128 bits is safe....
>"we don't think even 128-bit keys can yet be easily broken"
It's not down to the number of bits. Brute force search of a 128 bit keyspace cannot be done, not now, not ever - the number is simply too big. This isn't a case of having a big enough bot net, it's a case of needing all the energy in a couple of suns to do it - not going to happen. Ever.
Nope... to break a code you need to find a flaw in the algorithm which makes brute force unnecessary. This is what happened to MD5.
Using two different checksum methods is probably a good idea.
MD5 hash AND Cyclic Redundancy Check... is it too obvious???
Using multiple hash functions turns out not to improve things as much as one might expect. IIRC the paper showing this is by one Antoine Joux.
From the get-go, Tripwire (you know, the filesystem integrity checker) was set up to use > 1 hash for this reason. IANAC either but would expect the probability of compromising 2 (or more) hashes to be extremely small -- at this point anyway. Ah, good ol' defense in depth...
@Daniel du Preez
With a bit of tlc, you can add non-executing bytes to an executable without needing the source.
The idea as I understand it is that the malware author would write BOTH executables and have the clean sent to be whitelisted. Once it is then its hash will still match the malware code and the distribution can begin.
"whitelisted by submitting it to a classification server"
Sorry, did I miss something? Either the "classification server" is run by someone *you* trust to show basic competence, or you are letting an untrusted agency run your whitelist and you are a cretin.
re: Or Arbitrarily Slice
Problem with dividing the file into 2 - it wouldn't take a lot of effort to make two sections with that match the two original file halves hashes and join them - after all the second half could just be junk just to get right hash (and pretty much all combinations of slicing and dicing I suspect with have same issues).
> the possible file inputs are nearly infinite
<chortle> Nearly infinite, hey? Well how big is that, since any quantity is by definition, er, infinitely smaller than infinite...
Don't they hire real programmers?
So Symantec is looking for excuses of why its technology won't work. Don't they have smart people working for them? Maybe they should just close up shop.
It is funny how AV companies try to cover their #@$. Hash...hmmm...well I guess if every whitelisting company did it that way. Do any of you know how this whitelisting technolgy became popular? It all began about 7 years ago when a small company came to the Army Research Lab and then to the NSA SPOCK program. Everyone tried to figure out how this company did it...They tried using hash...Now everyone thinks that is how it is done. Why not find the company that started all this? www.seventhknight.com. They don't use hash and they surely are not going to tell you how they do it.
One thing I would like to remind everyone. Anything is better than AV technology. If it catches anything....guess what?....you are already infected....what a scam!!!!!!
AV technolgy is a KNOWN failure.
"The idea as I understand it is that the malware author would write BOTH executables and have the clean sent to be whitelisted."
Well, yes, that would work but why would you want to run even "clean" software from a dodgy vendor?
The point of whitelisting is that you or your IT department figure out the programs you need, find a reputable ISV and obtain the software from that ISV via a trusted path. Then everything else is sandboxed (or blocked). Where's the risk?

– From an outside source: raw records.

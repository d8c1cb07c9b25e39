//! Conversions between [`Item`] and its persisted or interchange forms.

use gourd_nbt::NbtCompound;
use log::debug;

use crate::factory::ItemFactory;
use crate::item::Item;

pub mod json;
pub mod nbt;

pub use json::{ItemRecord, PayloadEncoding, RecordId};

/// Resolves a legacy `namespace:name` id. Names the factory can't resolve give air.
pub(crate) fn resolve_legacy(
    factory: &dyn ItemFactory,
    name: &str,
    meta: i16,
    count: i32,
    tag: Option<&NbtCompound>,
) -> Item {
    match factory.parse(&format!("{name}:{meta}")) {
        Some(mut item) => {
            item.set_count(count);
            if let Some(tag) = tag {
                item.set_named_tag(tag);
            }
            item
        }
        None => {
            debug!("Unknown legacy item id {name}:{meta}, using air instead");
            Item::air()
        }
    }
}
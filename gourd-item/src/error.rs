use log::log;
use thiserror::Error;

#[derive(Error, Debug)]
pub enum ItemError {
    #[error("Item id {id} is outside of the signed 16-bit range")]
    Construction { id: i32 },
    #[error("Cannot pop {requested} items from a stack of {available}")]
    Range { requested: i32, available: i32 },
    #[error("Element {index} of {field} must be a {expected}, found {found}")]
    TypeMismatch {
        field: &'static str,
        index: usize,
        expected: &'static str,
        found: &'static str,
    },
    #[error("Malformed item data: {0}")]
    Format(String),
    #[error("Invalid item tag data: {0}")]
    Nbt(#[from] gourd_nbt::Error),
    #[error("Invalid item JSON: {0}")]
    Json(#[from] serde_json::Error),
    #[error("Invalid base64 tag payload: {0}")]
    Base64(#[from] base64::DecodeError),
    #[error("Invalid hex tag payload: {0}")]
    Hex(#[from] hex::FromHexError),
    #[error("Couldn't read {path}: {source}")]
    Io {
        path: String,
        source: std::io::Error,
    },
}

impl ItemError {
    /// Errors caused by bad stored or received data are only worth a warning, the rest are bugs
    /// in the caller or a broken installation.
    pub fn severity(&self) -> log::Level {
        match self {
            ItemError::Format(_)
            | ItemError::Nbt(_)
            | ItemError::Json(_)
            | ItemError::Base64(_)
            | ItemError::Hex(_) => log::Level::Warn,
            ItemError::Construction { .. }
            | ItemError::Range { .. }
            | ItemError::TypeMismatch { .. }
            | ItemError::Io { .. } => log::Level::Error,
        }
    }

    pub fn log(&self) {
        log!(self.severity(), "{}", self);
    }
}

Well your reputable ISV could have been taken over by malware types as you suggest. No new risk there, though. Given complete freedom to author software, I'm sure a competent programmer can insert malicious code that a whitelisting inspection fails to spot.

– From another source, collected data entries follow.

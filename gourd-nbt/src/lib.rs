use std::ops::Deref;

use bytes::{Buf, BufMut, Bytes, BytesMut};
use thiserror::Error;

pub mod compound;
pub mod tag;

pub use compound::NbtCompound;
pub use tag::NbtTag;

pub const END_ID: u8 = 0;
pub const BYTE_ID: u8 = 1;
pub const SHORT_ID: u8 = 2;
pub const INT_ID: u8 = 3;
pub const LONG_ID: u8 = 4;
pub const FLOAT_ID: u8 = 5;
pub const DOUBLE_ID: u8 = 6;
pub const BYTE_ARRAY_ID: u8 = 7;
pub const STRING_ID: u8 = 8;
pub const LIST_ID: u8 = 9;
pub const COMPOUND_ID: u8 = 10;
pub const INT_ARRAY_ID: u8 = 11;
pub const LONG_ARRAY_ID: u8 = 12;

#[derive(Error, Debug, Clone, PartialEq, Eq)]
pub enum Error {
    #[error("The root tag of the NBT file is not a compound tag. Received tag id: {0}")]
    NoRootCompound(u8),
    #[error("Encountered an unknown NBT tag id {0}.")]
    UnknownTagId(u8),
    #[error("Failed to Cesu 8 Decode")]
    Cesu8DecodingError,
    #[error("Unexpected end of NBT data, needed {needed} more bytes but only {remaining} remain")]
    UnexpectedEof { needed: usize, remaining: usize },
    #[error("Negative length {0} for NBT array or list")]
    NegativeLength(i32),
    #[error("List of end tags claims {0} elements")]
    NonEmptyEndList(usize),
    #[error("String of {0} bytes doesn't fit the 16-bit NBT length prefix")]
    StringTooLong(usize),
}

/// Fails with [`Error::UnexpectedEof`] unless `bytes` has at least `needed` bytes left.
pub(crate) fn ensure_remaining(bytes: &impl Buf, needed: usize) -> Result<(), Error> {
    let remaining = bytes.remaining();
    if remaining < needed {
        return Err(Error::UnexpectedEof { needed, remaining });
    }
    Ok(())
}

/// Reads a signed length prefix, rejecting negative values.
pub(crate) fn get_length(bytes: &mut impl Buf) -> Result<usize, Error> {
    ensure_remaining(bytes, 4)?;
    let len = bytes.get_i32();
    usize::try_from(len).map_err(|_| Error::NegativeLength(len))
}

#[derive(Clone, Debug, Default, PartialEq)]
pub struct Nbt {
    pub name: String,
    pub root_tag: NbtCompound,
}

impl Nbt {
    pub fn new(name: String, tag: NbtCompound) -> Self {
        Nbt {
            name,
            root_tag: tag,
        }
    }

    pub fn read(bytes: &mut impl Buf) -> Result<Nbt, Error> {
        ensure_remaining(bytes, 1)?;
        let tag_type_id = bytes.get_u8();

        if tag_type_id != COMPOUND_ID {
            return Err(Error::NoRootCompound(tag_type_id));
        }

        Ok(Nbt {
            name: get_nbt_string(bytes)?,
            root_tag: NbtCompound::deserialize_content(bytes)?,
        })
    }

    /// Reads NBT tag, that doesn't contain the name of root compound.
    pub fn read_unnamed(bytes: &mut impl Buf) -> Result<Nbt, Error> {
        ensure_remaining(bytes, 1)?;
        let tag_type_id = bytes.get_u8();

        if tag_type_id != COMPOUND_ID {
            return Err(Error::NoRootCompound(tag_type_id));
        }

        Ok(Nbt {
            name: String::new(),
            root_tag: NbtCompound::deserialize_content(bytes)?,
        })
    }

    pub fn write(&self) -> Result<Bytes, Error> {
        let mut bytes = BytesMut::new();
        bytes.put_u8(COMPOUND_ID);
        put_nbt_string(&mut bytes, &self.name)?;
        bytes.put(self.root_tag.serialize_content()?);
        Ok(bytes.freeze())
    }

    /// Writes NBT tag, without name of root compound.
    pub fn write_unnamed(&self) -> Result<Bytes, Error> {
        self.root_tag.to_bytes()
    }
}

impl Deref for Nbt {
    type Target = NbtCompound;

    fn deref(&self) -> &Self::Target {
        &self.root_tag
    }
}

impl From<NbtCompound> for Nbt {
    fn from(value: NbtCompound) -> Self {
        Nbt::new(String::new(), value)
    }
}

impl AsMut<NbtCompound> for Nbt {
    fn as_mut(&mut self) -> &mut NbtCompound {
        &mut self.root_tag
    }
}

pub fn get_nbt_string(bytes: &mut impl Buf) -> Result<String, Error> {
    ensure_remaining(bytes, 2)?;
    let len = bytes.get_u16() as usize;
    ensure_remaining(bytes, len)?;
    let string_bytes = bytes.copy_to_bytes(len);
    let string = cesu8::from_java_cesu8(&string_bytes).map_err(|_| Error::Cesu8DecodingError)?;
    Ok(string.to_string())
}

/// Fails with [`Error::StringTooLong`] when the encoded string doesn't fit a `u16` length,
/// nothing is written then.
pub fn put_nbt_string(bytes: &mut impl BufMut, string: &str) -> Result<(), Error> {
    let java_string = cesu8::to_java_cesu8(string);
    let len = u16::try_from(java_string.len())
        .map_err(|_| Error::StringTooLong(java_string.len()))?;
    bytes.put_u16(len);
    bytes.put_slice(&java_string);
    Ok(())
}

#[cfg(test)]
mod test {
    use super::*;

    #[test]
    fn test_named_root_reserialize() {
        let mut compound = NbtCompound::new();
        compound.put("Count".to_string(), NbtTag::Byte(5));
        compound.put("id".to_string(), NbtTag::Short(1));
        let nbt = Nbt::new("item".to_string(), compound);

        let mut bytes = nbt.write().unwrap();
        let read = Nbt::read(&mut bytes).unwrap();
        assert_eq!(read, nbt);
        assert_eq!(read.get_short("id"), Some(1));
    }

    #[test]
    fn test_unnamed_root_reserialize() {
        let mut compound = NbtCompound::new();
        compound.put("Name".to_string(), "Sword");
        let nbt = Nbt::from(compound);

        let mut bytes = nbt.write_unnamed().unwrap();
        assert_eq!(Nbt::read_unnamed(&mut bytes).unwrap(), nbt);
    }

    #[test]
    fn test_root_must_be_compound() {
        let mut bytes = Bytes::from_static(&[STRING_ID, 0, 0]);
        assert_eq!(
            Nbt::read_unnamed(&mut bytes),
            Err(Error::NoRootCompound(STRING_ID))
        );
    }

    #[test]
    fn test_truncated_input_is_an_error() {
        let mut compound = NbtCompound::new();
        compound.put("Damage".to_string(), NbtTag::Short(3));
        let full = Nbt::from(compound).write_unnamed().unwrap();

        let mut truncated = full.slice(..full.len() - 2);
        assert!(matches!(
            Nbt::read_unnamed(&mut truncated),
            Err(Error::UnexpectedEof { .. })
        ));
        assert!(matches!(
            Nbt::read_unnamed(&mut Bytes::new()),
            Err(Error::UnexpectedEof { .. })
        ));
    }

    #[test]
    fn test_java_string_encoding() {
        let mut bytes = BytesMut::new();
        put_nbt_string(&mut bytes, "\u{1F383} gourd").unwrap();
        let mut bytes = bytes.freeze();
        assert_eq!(get_nbt_string(&mut bytes).unwrap(), "\u{1F383} gourd");
    }

    #[test]
    fn test_string_length_limit() {
        let mut bytes = BytesMut::new();
        put_nbt_string(&mut bytes, &"x".repeat(u16::MAX as usize)).unwrap();
        assert_eq!(bytes.len(), 2 + u16::MAX as usize);

        let mut bytes = BytesMut::new();
        assert_eq!(
            put_nbt_string(&mut bytes, &"x".repeat(70_000)),
            Err(Error::StringTooLong(70_000))
        );
        assert!(bytes.is_empty());

        let mut compound = NbtCompound::new();
        compound.put("Name".to_string(), "x".repeat(70_000));
        assert_eq!(compound.to_bytes(), Err(Error::StringTooLong(70_000)));
        assert!(Nbt::from(compound).write().is_err());
    }
}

Alternatively, the whitelisting might fail to reverse-engineer the entire app and prove that parameters to security-sensitive APIs can never take undesirable values. Actually that's inevitable and demonstrates why a "whitelisting service" is such a bad idea. It's likely that they'll just approve anything plausible from reputable ISVs. Rejection might lead to a lawsuit and they wouldn't want that! You, on the other hand, have no such fears, so you might actually be better able to whitelist than a commercial service.
The other approach
Would an alternative not be to find some existing whitelisted app, and add appropiate extra bytes to some malware so that it matches? Wouldn't require access to anything but the malware.
AC writes: "Anything is better than AV technology. If it catches anything....guess what?....you are already infected....what a scam"
What are you smoking? AV tools prevent infection by detecting viruses (usually at time of download or time of reading/writing from/to disk). Typically, you only get infected when your AV software FAILS to detect the virus.
Any AV software that detects a virus AND lets it infect your system is broken.
But what are the chance that you could successfully fake multiple different hashing algorithms at the same time?
Gentoo linux at least, maintains 4 different types of hash for each file it downloads.
@Ken Hagan: @AC: @Daniel
I think you're missing the point. It's not that the malware author would get you to run both executables. The author produces both files, and then submits the clean file to the AV companies for them to check and add to their whitelist. Then if you get the bad file on your machine your AV software won't pick it up since it will register it as being the good one.
Here's a solution:
Salt your hashes.
If each user prepended their own unique salt to an executable before hashing, a single maliciously crafted exe couldn't infect more than one person.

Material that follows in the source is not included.